**Task to complete**
From the data below, copy exactly the lines that lie between the one holding "by instrument id." and the one holding "never share entries.", including both, and nothing more.

**Records shown**
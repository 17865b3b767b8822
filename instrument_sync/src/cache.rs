//! Lock-free, read-mostly entity cache keyed by instrument id.
//!
//! Readers call [`EntityCache::get`], which loads an `Arc<HashMap<..>>`
//! snapshot without contention. Writers clone the map, modify the clone and
//! swap it in with [`ArcSwap::rcu`], so a reader sees either the old or the new
//! map, never a half-applied write.
//!
//! Implementation notes:
//! - The cache is owned by the session, not a global; two sessions never share entries.
//! - No TTL. Entries live until they are overwritten, removed, or the cache is cleared.
//! - Writes are O(n) in the number of cached entities. Fine for a few thousand instruments.

use std::{collections::HashMap, sync::Arc};

use arc_swap::ArcSwap;
use instrument_api::{Instrument, InstrumentId};
use tracing::trace;

/// Snapshot type held inside the cache.
pub type EntityMap = HashMap<InstrumentId, Instrument>;

/// Most recently known value of each instrument, including speculative ones.
#[derive(Debug)]
pub struct EntityCache {
    map: ArcSwap<EntityMap>,
}

impl Default for EntityCache {
    fn default() -> Self {
        Self::new()
    }
}

impl EntityCache {
    /// An empty cache.
    pub fn new() -> Self {
        Self {
            map: ArcSwap::from_pointee(EntityMap::new()),
        }
    }

    /// The cached instrument, or `None` on a miss. Never touches the network.
    pub fn get(&self, id: InstrumentId) -> Option<Instrument> {
        self.map.load().get(&id).cloned()
    }

    /// `true` if `id` is cached.
    pub fn contains(&self, id: InstrumentId) -> bool {
        self.map.load().contains_key(&id)
    }

    /// Insert or overwrite the entry for `entity.id`.
    pub fn put(&self, entity: Instrument) {
        trace!(id = %entity.id, "cache put");
        self.map.rcu(|current| {
            let mut next = EntityMap::clone(current);
            next.insert(entity.id, entity.clone());
            next
        });
    }

    /// Insert or overwrite many entries in one swap.
    pub fn put_all<I>(&self, entities: I)
    where
        I: IntoIterator<Item = Instrument>,
    {
        let batch: Vec<Instrument> = entities.into_iter().collect();
        if batch.is_empty() {
            return;
        }
        trace!(count = batch.len(), "cache put_all");
        self.map.rcu(|current| {
            let mut next = EntityMap::clone(current);
            next.extend(batch.iter().map(|e| (e.id, e.clone())));
            next
        });
    }

    /// Remove the entry for `id`, returning what was cached. No-op on a miss.
    pub fn remove(&self, id: InstrumentId) -> Option<Instrument> {
        if !self.contains(id) {
            return None;
        }
        trace!(%id, "cache remove");
        let prev = self.map.rcu(|current| {
            let mut next = EntityMap::clone(current);
            next.remove(&id);
            next
        });
        prev.get(&id).cloned()
    }

    pub fn len(&self) -> usize {
        self.map.load().len()
    }

    pub fn is_empty(&self) -> bool {
        self.map.load().is_empty()
    }

    /// Drop every entry.
    pub fn clear(&self) {
        self.map.store(Arc::new(EntityMap::new()));
    }

    /// Returns an `Arc` snapshot (if a caller needs to iterate or inspect).
    pub fn snapshot(&self) -> Arc<EntityMap> {
        self.map.load_full()
    }
}
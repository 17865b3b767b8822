use reqwest::StatusCode;
use serde::Deserialize;
use serde_json::Value;

use crate::{errors::StoreError, models::instrument::InstrumentId};

/// Error envelope the server sends with any non-2xx status.
///
/// `detail` is a plain string for handled errors and an array of
/// `{loc, msg, type}` objects for request validation failures (422).
#[derive(Deserialize, Debug)]
pub struct ErrorBody {
    #[serde(default)]
    pub detail: Option<Value>,
}

#[derive(Deserialize, Debug)]
struct FieldError {
    #[serde(default)]
    loc: Vec<Value>,
    msg: String,
}

/// Human-readable message out of an error body, if one can be found.
pub fn server_message(body: &str) -> Option<String> {
    let parsed: ErrorBody = serde_json::from_str(body).ok()?;
    match parsed.detail? {
        Value::String(s) if !s.trim().is_empty() => Some(s),
        Value::Array(items) => {
            let msgs: Vec<String> = items
                .into_iter()
                .filter_map(|item| serde_json::from_value::<FieldError>(item).ok())
                .map(|fe| match fe.loc.last() {
                    Some(Value::String(field)) => format!("{field}: {}", fe.msg),
                    _ => fe.msg,
                })
                .collect();
            (!msgs.is_empty()).then(|| msgs.join("; "))
        }
        _ => None,
    }
}

/// Map a non-success response onto the store error taxonomy.
///
/// `id` is the instrument the request addressed, used for 404s. A 404 on the
/// collection (no id) can't name an instrument and is treated as a server
/// fault.
pub fn classify_failure(status: StatusCode, body: &str, id: Option<InstrumentId>) -> StoreError {
    let message = server_message(body);
    match (status, id) {
        (StatusCode::NOT_FOUND, Some(id)) => StoreError::NotFound { id },
        (s, _) if s.is_client_error() && s != StatusCode::NOT_FOUND => StoreError::Validation { message },
        (s, _) => StoreError::Server {
            status: s.as_u16(),
            message,
        },
    }
}
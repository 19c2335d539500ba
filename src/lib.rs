//! tokenlist-sync library
//!
//! Builds the BNB Beacon Chain token list from Binance DEX data

pub mod amount;
pub mod bootstrap;
pub mod clients;
pub mod config;
pub mod error;
pub mod persistence;
pub mod tokenlist;
pub mod types;
pub mod updater;

pub use error::{Result, UpdateError};
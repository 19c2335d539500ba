//! Token Aggregator - folds eligible market pairs into one token per symbol

use std::collections::{BTreeSet, HashMap};
use tracing::{debug, warn};

use super::filter::{AssetExistenceOracle, PairFilter};
use crate::amount::{format_minor_units, AmountError};
use crate::config::ChainConfig;
use crate::error::{Result, UpdateError};
use crate::types::{Pair, RawAsset, RawMarketPair, Token};

/// Upstream lists shorter than this are treated as a degraded response
pub const MIN_PLAUSIBLE_ENTRIES: usize = 5;

/// Reject the run when either upstream list looks truncated
pub fn check_plausibility(pairs: &[RawMarketPair], tokens: &[RawAsset]) -> Result<()> {
    if pairs.len() < MIN_PLAUSIBLE_ENTRIES {
        return Err(UpdateError::InsufficientMarkets { count: pairs.len() });
    }

    if tokens.len() < MIN_PLAUSIBLE_ENTRIES {
        return Err(UpdateError::InsufficientTokens {
            count: tokens.len(),
        });
    }

    Ok(())
}

/// Explicit `(symbol, legacy name) -> name` rewrites
#[derive(Debug, Clone, Default)]
pub struct NameRenames {
    entries: HashMap<(String, String), String>,
}

impl NameRenames {
    pub fn empty() -> Self {
        Self::default()
    }

    /// Rewrites applied to BNB Beacon Chain listings
    pub fn binance() -> Self {
        Self::empty().with("BNB", "Binance Chain Native Token", "BNB Beacon Chain")
    }

    pub fn with(
        mut self,
        symbol: impl Into<String>,
        legacy_name: impl Into<String>,
        name: impl Into<String>,
    ) -> Self {
        self.entries
            .insert((symbol.into(), legacy_name.into()), name.into());
        self
    }

    pub fn rename<'a>(&'a self, symbol: &str, name: &'a str) -> &'a str {
        self.entries
            .get(&(symbol.to_string(), name.to_string()))
            .map(String::as_str)
            .unwrap_or(name)
    }

    pub fn len(&self) -> usize {
        self.entries.len()
    }

    pub fn is_empty(&self) -> bool {
        self.entries.is_empty()
    }
}

/// Convert a raw market pair into the quote token's outbound pair
pub fn build_pair(raw: &RawMarketPair, chain: &ChainConfig) -> std::result::Result<Pair, AmountError> {
    Ok(Pair {
        base: chain.resolve_asset_id(&raw.base),
        lot_size: format_minor_units(raw.lot_size)?,
        tick_size: format_minor_units(raw.tick_size)?,
    })
}

fn build_token(asset: &RawAsset, pairs: Vec<Pair>, chain: &ChainConfig, renames: &NameRenames) -> Token {
    Token {
        asset: chain.resolve_asset_id(&asset.symbol),
        kind: chain.token_type_for(&asset.symbol),
        address: asset.symbol.clone(),
        name: renames.rename(&asset.symbol, &asset.name).to_string(),
        symbol: asset.original_symbol.clone(),
        decimals: chain.decimals,
        logo_uri: chain.logo_uri_for(&asset.symbol),
        pairs,
    }
}

/// Build one token per distinct symbol that appears on an eligible pair
///
/// Pairs are recorded under their quote symbol. The result is unsorted;
/// see [`super::sort_tokens`].
pub fn aggregate<O: AssetExistenceOracle>(
    market_pairs: &[RawMarketPair],
    raw_tokens: &[RawAsset],
    filter: &PairFilter<'_, O>,
    renames: &NameRenames,
) -> Vec<Token> {
    let chain = filter.chain();

    let tokens_by_symbol: HashMap<&str, &RawAsset> = raw_tokens
        .iter()
        .map(|token| (token.symbol.as_str(), token))
        .collect();

    let mut pairs_by_quote: HashMap<&str, Vec<Pair>> = HashMap::new();
    let mut symbols: BTreeSet<&str> = BTreeSet::new();

    for market_pair in market_pairs {
        if !filter.pair_is_eligible(&market_pair.base, &market_pair.quote) {
            continue;
        }

        let pair = match build_pair(market_pair, chain) {
            Ok(pair) => pair,
            Err(e) => {
                warn!(
                    base = %market_pair.base,
                    quote = %market_pair.quote,
                    error = %e,
                    "Skipping market pair with unrepresentable lot/tick size"
                );
                continue;
            }
        };

        pairs_by_quote
            .entry(market_pair.quote.as_str())
            .or_default()
            .push(pair);

        symbols.insert(market_pair.base.as_str());
        symbols.insert(market_pair.quote.as_str());
    }

    let mut tokens = Vec::with_capacity(symbols.len());

    for symbol in symbols {
        let Some(asset) = tokens_by_symbol.get(symbol) else {
            warn!(symbol = %symbol, "No token metadata for paired symbol, skipping");
            continue;
        };

        let pairs = pairs_by_quote.remove(symbol).unwrap_or_default();
        tokens.push(build_token(asset, pairs, chain, renames));
    }

    debug!(
        market_pairs = market_pairs.len(),
        lookups = filter.lookups(),
        tokens = tokens.len(),
        "Aggregated token list"
    );

    tokens
}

**Reply**
//! Lock-free, read-mostly entity cache keyed by instrument id.
//!
//! Readers call [`EntityCache::get`], which loads an `Arc<HashMap<..>>`
//! snapshot without contention. Writers clone the map, modify the clone and
//! swap it in with [`ArcSwap::rcu`], so a reader sees either the old or the new
//! map, never a half-applied write.
//!
//! Implementation notes:
//! - The cache is owned by the session, not a global; two sessions never share entries.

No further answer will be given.